Quantification of total uncertainty in the physics-informed reconstruction of CVSim-6 physiology
Mario De Florio, Zongren Zou, Daniele E. Schiavazzi, George Em Karniadakis
TL;DR
The paper tackles the challenge of quantifying total uncertainty in physics-informed reconstructions of physiology by introducing MC X-TFC, a Monte Carlo extension of the eXtreme Theory of Functional Connections for gray-box ODE identification. It demonstrates how physics-informed regularization interacts with aleatoric, epistemic, and model-form uncertainty, first with a pedagogical harmonic ODE and then with the CVSim-6 lumped-parameter cardiovascular model. The results show robust state and parameter estimation under sparse and noisy data, and reveal how the choice of discrepancy terms influences model-form uncertainty, with inertia-like regularization (inductance) mitigating bias in pulmonary flows. The approach enables fast, online uncertainty quantification without offline training, offering a practical pathway for data-physics fusion in physiological digital twins and ICU monitoring contexts.
Abstract
When predicting physical phenomena through simulation, quantification of the total uncertainty due to multiple sources is as crucial as making sure the underlying numerical model is accurate.
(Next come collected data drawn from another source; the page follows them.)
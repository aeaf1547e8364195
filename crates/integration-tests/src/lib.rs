//! Integration test harness for the Loyalty POS HTTP API.
//!
//! Drives the real router in process over in-memory storage, so the tests
//! need no database or running server.
//!
//! # Running Tests
//!
//! ```bash
//! cargo test -p loyalty-integration-tests
//! ```

#![allow(clippy::unwrap_used, clippy::missing_panics_doc)]

use std::sync::Arc;

use axum::{
    Router,
    body::Body,
    http::{Method, Request, StatusCode, header},
};
use rust_decimal::Decimal;
use serde_json::Value;
use tower::ServiceExt;

use loyalty_core::{MerchantId, RewardsConfig, RewardsTier};
use loyalty_server::config::ServerConfig;
use loyalty_server::db::{InMemoryStore, MerchantStore};
use loyalty_server::middleware::CALLER_HEADER;
use loyalty_server::state::AppState;

/// Caller identity sent with every API request unless a test opts out.
pub const TEST_CALLER: &str = "pos-terminal-1";

/// A router over fresh in-memory storage.
pub struct TestApp {
    pub store: Arc<InMemoryStore>,
    router: Router,
}

/// Status and decoded JSON body of a response.
pub struct TestResponse {
    pub status: StatusCode,
    pub body: Value,
}

impl TestApp {
    /// Create an app with no merchants.
    #[must_use]
    pub fn new() -> Self {
        let store = Arc::new(InMemoryStore::new());
        let state = AppState::new(&ServerConfig::in_memory(), store.clone(), store.clone());
        Self {
            store,
            router: loyalty_server::app(state),
        }
    }

    /// Create an app with one merchant using [`standard_tiers`].
    pub async fn with_merchant(merchant_id: &str) -> Self {
        let app = Self::new();
        app.add_merchant(merchant_id, standard_tiers()).await;
        app
    }

    /// Insert or replace a merchant directly in storage.
    pub async fn add_merchant(&self, merchant_id: &str, rewards: RewardsConfig) {
        self.store
            .upsert_merchant(&MerchantId::parse(merchant_id).unwrap(), merchant_id, &rewards)
            .await
            .unwrap();
    }

    /// Send a request as [`TEST_CALLER`].
    pub async fn request(&self, method: Method, uri: &str, body: Option<Value>) -> TestResponse {
        self.send(method, uri, body, Some(TEST_CALLER)).await
    }

    /// Send a request with an explicit caller header, or none.
    pub async fn send(
        &self,
        method: Method,
        uri: &str,
        body: Option<Value>,
        caller: Option<&str>,
    ) -> TestResponse {
        let mut builder = Request::builder().method(method).uri(uri);
        if let Some(caller) = caller {
            builder = builder.header(CALLER_HEADER, caller);
        }
        let request = match body {
            Some(json) => builder
                .header(header::CONTENT_TYPE, "application/json")
                .body(Body::from(json.to_string()))
                .unwrap(),
            None => builder.body(Body::empty()).unwrap(),
        };

        let response = self.router.clone().oneshot(request).await.unwrap();
        let status = response.status();
        let bytes = axum::body::to_bytes(response.into_body(), 1024 * 1024)
            .await
            .unwrap();
        let body = if bytes.is_empty() {
            Value::Null
        } else {
            serde_json::from_slice(&bytes)
                .unwrap_or_else(|_| Value::String(String::from_utf8_lossy(&bytes).into_owned()))
        };

        TestResponse { status, body }
    }

    /// Check a customer in through the API and assert it succeeded.
    pub async fn check_in(&self, customer_id: &str, merchant_id: &str, total_spent: Option<&str>) {
        let mut body = serde_json::json!({
            "customerId": customer_id,
            "merchantId": merchant_id,
        });
        if let Some(spent) = total_spent {
            body["totalSpent"] = Value::String(spent.to_owned());
        }
        let response = self
            .request(Method::POST, "/api/rewards/check-in", Some(body))
            .await;
        assert_eq!(response.status, StatusCode::CREATED, "{}", response.body);
    }
}

impl Default for TestApp {
    fn default() -> Self {
        Self::new()
    }
}

/// Tiers `[Base 0→0, Silver 100→5, Gold 500→15]`.
#[must_use]
pub fn standard_tiers() -> RewardsConfig {
    RewardsConfig {
        tiers: vec![
            RewardsTier::new("Base", Decimal::ZERO, Decimal::ZERO).unwrap(),
            RewardsTier::new("Silver", Decimal::from(100), Decimal::from(5)).unwrap(),
            RewardsTier::new("Gold", Decimal::from(500), Decimal::from(15)).unwrap(),
        ],
        discount_type: Some("percent".to_owned()),
        ..RewardsConfig::default()
    }
}

/// Read a decimal serialized as a JSON string or number.
#[must_use]
pub fn decimal(value: &Value) -> Decimal {
    match value {
        Value::String(s) => s.parse().unwrap(),
        Value::Number(n) => n.to_string().parse().unwrap(),
        other => panic!("expected a decimal, got {other}"),
    }
}
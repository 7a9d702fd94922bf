//! BTCPay Server adapter (Greenfield API v1).

use crate::domain::payment::{
    BtcpayConfig, CreateInvoiceRequest, Invoice, InvoiceStatus, PaymentProvider, ProviderConfig,
};
use crate::error::{LoyaltyError, Result};
use async_trait::async_trait;
use rust_decimal::Decimal;
use serde::Deserialize;
use serde_json::json;
use std::collections::HashMap;
use tracing::debug;

pub struct BtcpayProvider {
    client: reqwest::Client,
}

impl BtcpayProvider {
    pub fn new() -> Self {
        Self {
            client: reqwest::Client::new(),
        }
    }
}

impl Default for BtcpayProvider {
    fn default() -> Self {
        Self::new()
    }
}

#[derive(Debug, Deserialize)]
#[serde(rename_all = "camelCase")]
struct BtcpayInvoiceResponse {
    id: String,
    amount: Decimal,
    currency: String,
    checkout_link: String,
    status: String,
    #[serde(default)]
    metadata: HashMap<String, String>,
    created_time: i64,
    expiration_time: i64,
}

/// BTCPay's status vocabulary is already the closed set; anything
/// unrecognized maps to New.
fn parse_status(raw: &str) -> InvoiceStatus {
    match raw {
        "Processing" => InvoiceStatus::Processing,
        "Expired" => InvoiceStatus::Expired,
        "Invalid" => InvoiceStatus::Invalid,
        "Settled" => InvoiceStatus::Settled,
        "Paid" => InvoiceStatus::Paid,
        _ => InvoiceStatus::New,
    }
}

impl From<BtcpayInvoiceResponse> for Invoice {
    fn from(response: BtcpayInvoiceResponse) -> Self {
        Self {
            id: response.id,
            amount: response.amount,
            currency: response.currency,
            checkout_link: response.checkout_link,
            status: parse_status(&response.status),
            metadata: response.metadata,
            created_at: response.created_time,
            expires_at: response.expiration_time,
        }
    }
}

fn own_config(config: &ProviderConfig) -> Result<&BtcpayConfig> {
    match config {
        ProviderConfig::Btcpay(cfg) => Ok(cfg),
        other => Err(LoyaltyError::Integration(format!(
            "btcpay adapter received {} configuration",
            other.provider_id()
        ))),
    }
}

#[async_trait]
impl PaymentProvider for BtcpayProvider {
    fn id(&self) -> &'static str {
        "btcpay"
    }

    fn name(&self) -> &'static str {
        "BTCPay Server"
    }

    async fn verify_config(&self, config: &ProviderConfig) -> bool {
        let Ok(cfg) = own_config(config) else {
            return false;
        };
        let url = format!("{}/api/v1/stores/{}", cfg.server_url, cfg.store_id);
        match self
            .client
            .get(&url)
            .header("Authorization", format!("token {}", cfg.api_key))
            .send()
            .await
        {
            Ok(response) => response.status().is_success(),
            Err(error) => {
                debug!(%error, "btcpay config verification failed");
                false
            }
        }
    }

    async fn create_invoice(
        &self,
        config: &ProviderConfig,
        request: CreateInvoiceRequest,
    ) -> Result<Invoice> {
        let cfg = own_config(config)?;
        let url = format!("{}/api/v1/stores/{}/invoices", cfg.server_url, cfg.store_id);

        let body = json!({
            "amount": request.amount_sats.to_string(),
            "currency": request.currency,
            "metadata": request.metadata,
            "checkout": {
                "expirationMinutes": request.expiration_minutes,
                "monitoringMinutes": request.expiration_minutes,
            },
        });

        let response = self
            .client
            .post(&url)
            .header("Authorization", format!("token {}", cfg.api_key))
            .json(&body)
            .send()
            .await
            .map_err(|e| LoyaltyError::Integration(format!("BTCPay request failed: {e}")))?;

        if !response.status().is_success() {
            let status = response.status();
            let text = response.text().await.unwrap_or_default();
            return Err(LoyaltyError::Integration(format!(
                "BTCPay API error: {status} {text}"
            )));
        }

        let invoice: BtcpayInvoiceResponse = response
            .json()
            .await
            .map_err(|e| LoyaltyError::Integration(format!("BTCPay response invalid: {e}")))?;
        Ok(invoice.into())
    }

    async fn get_invoice(&self, config: &ProviderConfig, invoice_id: &str) -> Result<Invoice> {
        let cfg = own_config(config)?;
        let url = format!(
            "{}/api/v1/stores/{}/invoices/{}",
            cfg.server_url, cfg.store_id, invoice_id
        );

        let response = self
            .client
            .get(&url)
            .header("Authorization", format!("token {}", cfg.api_key))
            .send()
            .await
            .map_err(|e| LoyaltyError::Integration(format!("BTCPay request failed: {e}")))?;

        if !response.status().is_success() {
            let status = response.status();
            let text = response.text().await.unwrap_or_default();
            return Err(LoyaltyError::Integration(format!(
                "BTCPay API error: {status} {text}"
            )));
        }

        let invoice: BtcpayInvoiceResponse = response
            .json()
            .await
            .map_err(|e| LoyaltyError::Integration(format!("BTCPay response invalid: {e}")))?;
        Ok(invoice.into())
    }
}
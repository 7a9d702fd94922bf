pub mod card;
pub mod customer;
pub mod ledger;
pub mod message;
pub mod payment;
pub mod ports;
pub mod purchase;
pub mod session;

/// Current wall-clock time as epoch milliseconds, the timestamp unit
/// used by every record and wire payload.
pub fn now_ms() -> i64 {
    chrono::Utc::now().timestamp_millis()
}
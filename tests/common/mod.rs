use async_trait::async_trait;
use punchcard::application::merchant::MerchantEngine;
use punchcard::domain::card::CardInput;
use punchcard::domain::payment::{
    BtcpayConfig, CreateInvoiceRequest, Invoice, InvoiceStatus, PaymentProvider, ProviderConfig,
    ProviderRegistry,
};
use punchcard::error::{LoyaltyError, Result};
use punchcard::infrastructure::broadcast::BroadcastBus;
use punchcard::infrastructure::in_memory::InMemoryMerchantStore;
use rust_decimal::Decimal;
use std::collections::HashMap;
use std::sync::Arc;
use std::sync::atomic::{AtomicBool, AtomicU32, Ordering};
use tokio::sync::Mutex;

/// In-process payment provider double. Registered under the btcpay id
/// so a plain BTCPay config selects it; invoice statuses and amounts
/// are mutated by the test to drive the reconciliation loop.
#[derive(Default)]
pub struct MockProvider {
    invoices: Mutex<HashMap<String, Invoice>>,
    counter: AtomicU32,
    fail_create: AtomicBool,
}

impl MockProvider {
    pub fn fail_next_creates(&self, fail: bool) {
        self.fail_create.store(fail, Ordering::SeqCst);
    }

    pub async fn set_status(&self, invoice_id: &str, status: InvoiceStatus) {
        if let Some(invoice) = self.invoices.lock().await.get_mut(invoice_id) {
            invoice.status = status;
        }
    }

    pub async fn set_amount(&self, invoice_id: &str, amount: Decimal) {
        if let Some(invoice) = self.invoices.lock().await.get_mut(invoice_id) {
            invoice.amount = amount;
        }
    }
}

#[async_trait]
impl PaymentProvider for MockProvider {
    fn id(&self) -> &'static str {
        "btcpay"
    }

    fn name(&self) -> &'static str {
        "Mock BTCPay"
    }

    async fn verify_config(&self, config: &ProviderConfig) -> bool {
        matches!(config, ProviderConfig::Btcpay(_))
    }

    async fn create_invoice(
        &self,
        _config: &ProviderConfig,
        request: CreateInvoiceRequest,
    ) -> Result<Invoice> {
        if self.fail_create.load(Ordering::SeqCst) {
            return Err(LoyaltyError::Integration("mock invoice failure".to_string()));
        }
        let id = format!("inv-{}", self.counter.fetch_add(1, Ordering::SeqCst));
        let invoice = Invoice {
            id: id.clone(),
            amount: Decimal::from(request.amount_sats),
            currency: request.currency,
            checkout_link: format!("https://pay.test/i/{id}"),
            status: InvoiceStatus::New,
            metadata: request.metadata,
            created_at: 0,
            expires_at: 600_000,
        };
        self.invoices.lock().await.insert(id, invoice.clone());
        Ok(invoice)
    }

    async fn get_invoice(&self, _config: &ProviderConfig, invoice_id: &str) -> Result<Invoice> {
        self.invoices
            .lock()
            .await
            .get(invoice_id)
            .cloned()
            .ok_or_else(|| LoyaltyError::Integration(format!("unknown invoice {invoice_id}")))
    }
}

pub fn mock_config() -> ProviderConfig {
    ProviderConfig::Btcpay(BtcpayConfig {
        server_url: "https://btcpay.test".to_string(),
        api_key: "test-key".to_string(),
        store_id: "test-store".to_string(),
    })
}

/// A merchant engine with an in-memory store and the mock provider
/// registered.
pub fn merchant_with_mock() -> (MerchantEngine, Arc<MockProvider>, BroadcastBus) {
    let bus = BroadcastBus::default();
    let provider = Arc::new(MockProvider::default());
    let mut registry = ProviderRegistry::new();
    registry.register(provider.clone());
    let engine = MerchantEngine::new(
        Box::new(InMemoryMerchantStore::new()),
        registry,
        bus.clone(),
    );
    (engine, provider, bus)
}

pub fn coffee_card() -> CardInput {
    CardInput {
        title: "Coffee".to_string(),
        punches_required: 5,
        min_sats: 1000,
    }
}
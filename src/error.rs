use thiserror::Error;

pub type Result<T> = std::result::Result<T, LoyaltyError>;

/// A failed precondition on an engine operation. Reported to the acting
/// user; the operation makes no state change.
#[derive(Error, Debug, Clone, Copy, PartialEq, Eq)]
pub enum Precondition {
    #[error("no active session")]
    NoSession,
    #[error("no loyalty card configured")]
    NoCard,
    #[error("purchase not claimed by a customer yet")]
    NotClaimed,
    #[error("purchase already redeemed")]
    AlreadyRedeemed,
    #[error("purchase expired")]
    Expired,
    #[error("wrong session")]
    WrongSession,
    #[error("purchase already scanned")]
    AlreadyScanned,
}

#[derive(Error, Debug)]
pub enum LoyaltyError {
    #[error("validation error: {0}")]
    Validation(String),
    #[error("{0}")]
    Precondition(#[from] Precondition),
    #[error("payment provider error: {0}")]
    Integration(String),
    #[error("IO error: {0}")]
    Io(#[from] std::io::Error),
    #[error("serialization error: {0}")]
    Serde(#[from] serde_json::Error),
    #[cfg(feature = "storage-rocksdb")]
    #[error("storage error: {0}")]
    Storage(#[from] rocksdb::Error),
}

impl LoyaltyError {
    /// Whether this error is one of the expected, no-state-change kinds
    /// that a reactor loop reports without treating as a fault.
    pub fn is_benign(&self) -> bool {
        matches!(self, Self::Validation(_) | Self::Precondition(_))
    }
}
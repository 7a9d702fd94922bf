use super::card::{LoyaltyCard, Sats};
use super::payment::InvoiceStatus;
use super::session::Session;
use serde::{Deserialize, Serialize};
use uuid::Uuid;

/// Fixed purchase-ticket lifetime.
pub const PURCHASE_TTL_MS: i64 = 10 * 60 * 1000;

/// External invoice attached to a purchase when a payment provider is
/// configured.
#[derive(Debug, Clone, PartialEq, Serialize, Deserialize)]
#[serde(rename_all = "camelCase")]
pub struct PaymentAttachment {
    pub provider: String,
    pub invoice_id: String,
    pub checkout_link: String,
    pub status: InvoiceStatus,
}

/// Single-use unguessable token identifying one purchase event.
///
/// Claimable by exactly one customer; once redeemed or expired it can
/// never be claimed or paid again.
#[derive(Debug, Clone, PartialEq, Serialize, Deserialize)]
#[serde(rename_all = "camelCase")]
pub struct PurchaseNonce {
    pub nonce: String,
    pub session_id: String,
    pub card_id: String,
    /// Threshold captured at issuance; not re-read from the card later.
    pub min_sats: Sats,
    pub created_at: i64,
    pub expires_at: i64,
    #[serde(skip_serializing_if = "Option::is_none")]
    pub customer_id: Option<String>,
    #[serde(skip_serializing_if = "Option::is_none")]
    pub claimed_at: Option<i64>,
    #[serde(skip_serializing_if = "Option::is_none")]
    pub redeemed_at: Option<i64>,
    #[serde(skip_serializing_if = "Option::is_none")]
    pub payment: Option<PaymentAttachment>,
}

impl PurchaseNonce {
    pub fn issue(session: &Session, card: &LoyaltyCard, now: i64) -> Self {
        Self {
            nonce: Uuid::new_v4().to_string(),
            session_id: session.id.clone(),
            card_id: card.id.clone(),
            min_sats: card.min_sats,
            created_at: now,
            expires_at: now + PURCHASE_TTL_MS,
            customer_id: None,
            claimed_at: None,
            redeemed_at: None,
            payment: None,
        }
    }

    pub fn is_expired(&self, now: i64) -> bool {
        self.expires_at < now
    }

    pub fn is_redeemed(&self) -> bool {
        self.redeemed_at.is_some()
    }

    /// Pending means still awaiting settlement: neither redeemed nor
    /// expired.
    pub fn is_pending(&self, now: i64) -> bool {
        !self.is_redeemed() && !self.is_expired(now)
    }
}
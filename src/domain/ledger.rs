use super::purchase::PurchaseNonce;
use serde::{Deserialize, Serialize};
use uuid::Uuid;

/// One unit of loyalty progress, recorded for one redeemed purchase.
///
/// The ledger is append-only: punch counts are always recomputed by
/// counting entries, never read from a stored counter. Each nonce may
/// produce at most one entry, guarded by the nonce's redemption mark.
#[derive(Debug, Clone, PartialEq, Serialize, Deserialize)]
#[serde(rename_all = "camelCase")]
pub struct PunchLedgerEntry {
    pub id: String,
    pub session_id: String,
    pub card_id: String,
    pub customer_id: String,
    pub purchase_nonce: String,
    pub awarded_at: i64,
}

impl PunchLedgerEntry {
    pub fn award(purchase: &PurchaseNonce, customer_id: &str, now: i64) -> Self {
        Self {
            id: Uuid::new_v4().to_string(),
            session_id: purchase.session_id.clone(),
            card_id: purchase.card_id.clone(),
            customer_id: customer_id.to_string(),
            purchase_nonce: purchase.nonce.clone(),
            awarded_at: now,
        }
    }
}

/// A customer's request to redeem a completed card. Terminal state is
/// fulfilled.
#[derive(Debug, Clone, PartialEq, Serialize, Deserialize)]
#[serde(rename_all = "camelCase")]
pub struct RedemptionRequest {
    pub id: String,
    pub session_id: String,
    pub card_id: String,
    pub customer_id: String,
    pub requested_at: i64,
    #[serde(skip_serializing_if = "Option::is_none")]
    pub fulfilled_at: Option<i64>,
}

impl RedemptionRequest {
    pub fn new(session_id: &str, card_id: &str, customer_id: &str, now: i64) -> Self {
        Self {
            id: Uuid::new_v4().to_string(),
            session_id: session_id.to_string(),
            card_id: card_id.to_string(),
            customer_id: customer_id.to_string(),
            requested_at: now,
            fulfilled_at: None,
        }
    }

    pub fn is_fulfilled(&self) -> bool {
        self.fulfilled_at.is_some()
    }
}
#[cfg(test)]
mod tests {
    use super::*;
    use crate::domain::card::{CardInput, LoyaltyCard};
    use crate::domain::session::Session;
    use crate::infrastructure::in_memory::InMemoryCustomerStore;

    fn engine() -> (CustomerEngine, BroadcastBus) {
        let bus = BroadcastBus::default();
        let engine = CustomerEngine::new(Box::new(InMemoryCustomerStore::new()), bus.clone());
        (engine, bus)
    }

    fn snapshot() -> (SessionSnapshot, Session, LoyaltyCard) {
        let card = LoyaltyCard::create(
            CardInput {
                title: "Coffee".to_string(),
                punches_required: 5,
                min_sats: 1000,
            },
            1,
        )
        .unwrap();
        let session = Session::start(&card, true, 1);
        let snapshot = SessionSnapshot::project(&session, &card, 1);
        (snapshot, session, card)
    }

    fn ticket(session: &Session, card: &LoyaltyCard, nonce: &str, expires_at: i64) -> PurchaseTicket {
        PurchaseTicket {
            session_id: session.id.clone(),
            card_id: card.id.clone(),
            card_title: card.title.clone(),
            punches_required: card.punches_required,
            min_sats: card.min_sats.value(),
            purchase_nonce: nonce.to_string(),
            expires_at,
        }
    }

    #[tokio::test]
    async fn test_customer_id_is_stable() {
        let (engine, _bus) = engine();
        let first = engine.ensure_customer_id().await.unwrap();
        let second = engine.ensure_customer_id().await.unwrap();
        assert_eq!(first, second);
    }

    #[tokio::test]
    async fn test_join_emits_request_and_persists() {
        let (engine, bus) = engine();
        let mut rx = bus.subscribe_customer();
        let (snapshot, session, _card) = snapshot();

        let state = engine.join_session_via_snapshot(snapshot).await.unwrap();
        assert_eq!(state.punches_earned, 0);
        assert!(state.purchase_nonces.is_empty());

        match rx.try_recv().unwrap() {
            CustomerMessage::JoinRequest { session_id, join_code, .. } => {
                assert_eq!(session_id, session.id);
                assert_eq!(join_code, session.join_code);
            }
            other => panic!("expected join-request, got {other:?}"),
        }

        // Both the pointer and the snapshot cache back the resume path.
        assert!(engine.store.progress().await.unwrap().is_some());
        assert!(
            engine
                .store
                .snapshot(&session.join_code)
                .await
                .unwrap()
                .is_some()
        );
    }

    #[tokio::test]
    async fn test_double_scan_claims_once() {
        let (engine, bus) = engine();
        let (snapshot, session, card) = snapshot();
        engine.join_session_via_snapshot(snapshot).await.unwrap();

        let mut rx = bus.subscribe_customer();
        let ticket = ticket(&session, &card, "n1", now_ms() + 60_000);

        let first = engine.handle_purchase_scan(&ticket).await.unwrap();
        assert_eq!(first, ScanOutcome::Claimed);
        let second = engine.handle_purchase_scan(&ticket).await.unwrap();
        assert_eq!(second, ScanOutcome::AlreadyScanned);

        let mut claims = 0;
        while let Ok(message) = rx.try_recv() {
            if matches!(message, CustomerMessage::PurchaseClaimed { .. }) {
                claims += 1;
            }
        }
        assert_eq!(claims, 1);

        let state = engine.state().await.unwrap().unwrap();
        assert_eq!(state.purchase_nonces, vec!["n1".to_string()]);
    }

    #[tokio::test]
    async fn test_scan_rejects_wrong_session_and_expired() {
        let (engine, _bus) = engine();
        let (snapshot, session, card) = snapshot();
        engine.join_session_via_snapshot(snapshot).await.unwrap();

        let mut foreign = ticket(&session, &card, "n1", now_ms() + 60_000);
        foreign.session_id = "some-other-session".to_string();
        assert!(matches!(
            engine.handle_purchase_scan(&foreign).await,
            Err(LoyaltyError::Precondition(Precondition::WrongSession))
        ));

        let stale = ticket(&session, &card, "n2", now_ms() - 1);
        assert!(matches!(
            engine.handle_purchase_scan(&stale).await,
            Err(LoyaltyError::Precondition(Precondition::Expired))
        ));

        let state = engine.state().await.unwrap().unwrap();
        assert!(state.purchase_nonces.is_empty());
    }

    #[tokio::test]
    async fn test_redemption_needs_full_card() {
        let (engine, bus) = engine();
        let (snapshot, ..) = snapshot();
        engine.join_session_via_snapshot(snapshot).await.unwrap();

        assert!(matches!(
            engine.request_redemption().await,
            Err(LoyaltyError::Validation(_))
        ));

        let mut state = engine.state().await.unwrap().unwrap();
        state.punches_earned = state.punches_required;
        engine.store.put_session_state(state).await.unwrap();

        let mut rx = bus.subscribe_customer();
        engine.request_redemption().await.unwrap();
        assert!(matches!(
            rx.try_recv().unwrap(),
            CustomerMessage::RedeemRequest { .. }
        ));
    }

    #[tokio::test]
    async fn test_award_and_sync_apply_identically() {
        let (engine, _bus) = engine();
        let (snapshot, session, _card) = snapshot();
        let state = engine.join_session_via_snapshot(snapshot).await.unwrap();

        engine
            .handle_merchant_message(MerchantMessage::PunchAwarded {
                session_id: session.id.clone(),
                card_id: state.card_id.clone(),
                customer_id: state.customer_id.clone(),
                punches_earned: 2,
                punches_required: 6,
            })
            .await
            .unwrap();
        let after_award = engine.state().await.unwrap().unwrap();
        assert_eq!(after_award.punches_earned, 2);
        assert_eq!(after_award.punches_required, 6);

        engine
            .handle_merchant_message(MerchantMessage::PunchSync {
                session_id: session.id.clone(),
                customer_id: state.customer_id.clone(),
                punches_earned: 3,
                punches_required: 6,
            })
            .await
            .unwrap();
        let after_sync = engine.state().await.unwrap().unwrap();
        assert_eq!(after_sync.punches_earned, 3);

        // Replaying the same sync is harmless.
        engine
            .handle_merchant_message(MerchantMessage::PunchSync {
                session_id: session.id.clone(),
                customer_id: state.customer_id.clone(),
                punches_earned: 3,
                punches_required: 6,
            })
            .await
            .unwrap();
        assert_eq!(engine.state().await.unwrap().unwrap().punches_earned, 3);

        // A different customer's award does not apply.
        engine
            .handle_merchant_message(MerchantMessage::PunchAwarded {
                session_id: session.id,
                card_id: state.card_id,
                customer_id: "someone-else".to_string(),
                punches_earned: 9,
                punches_required: 6,
            })
            .await
            .unwrap();
        assert_eq!(engine.state().await.unwrap().unwrap().punches_earned, 3);
    }

    #[tokio::test]
    async fn test_session_update_card_data_wins() {
        let (engine, _bus) = engine();
        let (snapshot, mut session, mut card) = snapshot();
        engine.join_session_via_snapshot(snapshot).await.unwrap();

        card.punches_required = 10;
        card.title = "Espresso".to_string();
        session.demo_mode = false;
        engine
            .handle_merchant_message(MerchantMessage::SessionUpdate { session, card })
            .await
            .unwrap();

        let state = engine.state().await.unwrap().unwrap();
        assert_eq!(state.punches_required, 10);
        assert_eq!(state.card_title, "Espresso");
        assert!(!state.demo_mode);
    }

    #[tokio::test]
    async fn test_fulfilled_redemption_resets_progress() {
        let (engine, _bus) = engine();
        let (snapshot, session, _card) = snapshot();
        let joined = engine.join_session_via_snapshot(snapshot).await.unwrap();

        engine
            .handle_merchant_message(MerchantMessage::PunchSync {
                session_id: session.id.clone(),
                customer_id: joined.customer_id.clone(),
                punches_earned: 5,
                punches_required: 5,
            })
            .await
            .unwrap();
        engine
            .handle_merchant_message(MerchantMessage::RedemptionUpdate {
                session_id: session.id,
                card_id: joined.card_id,
                customer_id: joined.customer_id,
                status: RedemptionStatus::Fulfilled,
            })
            .await
            .unwrap();
        assert_eq!(engine.state().await.unwrap().unwrap().punches_earned, 0);
    }

    #[tokio::test]
    async fn test_session_ended_clears_everything() {
        let (engine, _bus) = engine();
        let (snapshot, session, _card) = snapshot();
        engine.join_session_via_snapshot(snapshot).await.unwrap();

        engine
            .handle_merchant_message(MerchantMessage::SessionEnded {
                session_id: session.id,
            })
            .await
            .unwrap();
        assert!(engine.state().await.unwrap().is_none());
        assert!(engine.store.progress().await.unwrap().is_none());
        assert!(
            engine
                .store
                .snapshot(&session.join_code)
                .await
                .unwrap()
                .is_none()
        );
    }

    #[tokio::test]
    async fn test_resume_follows_pointer() {
        let bus = BroadcastBus::default();
        let store = InMemoryCustomerStore::new();
        let engine = CustomerEngine::new(Box::new(store.clone()), bus.clone());
        let (snapshot, session, _card) = snapshot();
        engine.join_session_via_snapshot(snapshot).await.unwrap();

        // Simulate a restart: the session state is gone, but the
        // pointer and the snapshot cache survive.
        store.clear_session_state().await.unwrap();
        let resumed = engine.resume().await.unwrap().unwrap();
        assert_eq!(resumed.session_id, session.id);
        assert_eq!(resumed.punches_earned, 0);
    }

    #[tokio::test]
    async fn test_sync_tick_resends_claims() {
        let (engine, bus) = engine();
        let (snapshot, session, card) = snapshot();
        engine.join_session_via_snapshot(snapshot).await.unwrap();
        engine
            .handle_purchase_scan(&ticket(&session, &card, "n1", now_ms() + 60_000))
            .await
            .unwrap();

        let mut rx = bus.subscribe_customer();
        engine.sync_tick().await.unwrap();

        assert!(matches!(
            rx.try_recv().unwrap(),
            CustomerMessage::SyncRequest { .. }
        ));
        match rx.try_recv().unwrap() {
            CustomerMessage::PurchaseClaimed { purchase_nonce, .. } => {
                assert_eq!(purchase_nonce, "n1");
            }
            other => panic!("expected purchase-claimed, got {other:?}"),
        }
    }

    #[tokio::test]
    async fn test_sync_tick_inactive_when_not_joined() {
        let (engine, bus) = engine();
        let mut rx = bus.subscribe_customer();
        engine.sync_tick().await.unwrap();
        assert!(rx.try_recv().is_err());
    }
}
Possible sources include irreducible aleatoric uncertainty due to noise in the data, epistemic uncertainty induced by insufficient data or inadequate parameterization, and model-form uncertainty related to the use of misspecified model equations. Physics-based regularization interacts in nontrivial ways with aleatoric, epistemic and model-form uncertainty and their combination, and a better understanding of this interaction is needed to improve the predictive performance of physics-informed digital twins that operate under real conditions. With a specific focus on biological and physiological models, this study investigates the decomposition of total uncertainty in the estimation of states and parameters of a differential system simulated with MC X-TFC, a new physics-informed approach for uncertainty quantification based on random projections and Monte-Carlo sampling. MC X-TFC is applied to a six-compartment stiff ODE system, the CVSim-6 model, developed in the context of human physiology. The system is analyzed by progressively removing data while estimating an increasing number of parameters and by investigating total uncertainty under model-form misspecification of non-linear resistance in the pulmonary compartment. In particular, we focus on the interaction between the formulation of the discrepancy term and quantification of model-form uncertainty, and show how additional physics can help in the estimation process. The method demonstrates robustness and efficiency in estimating unknown states and parameters, even with limited, sparse, and noisy data. It also offers great flexibility in integrating data with physics for improved estimation, even in cases of model misspecification.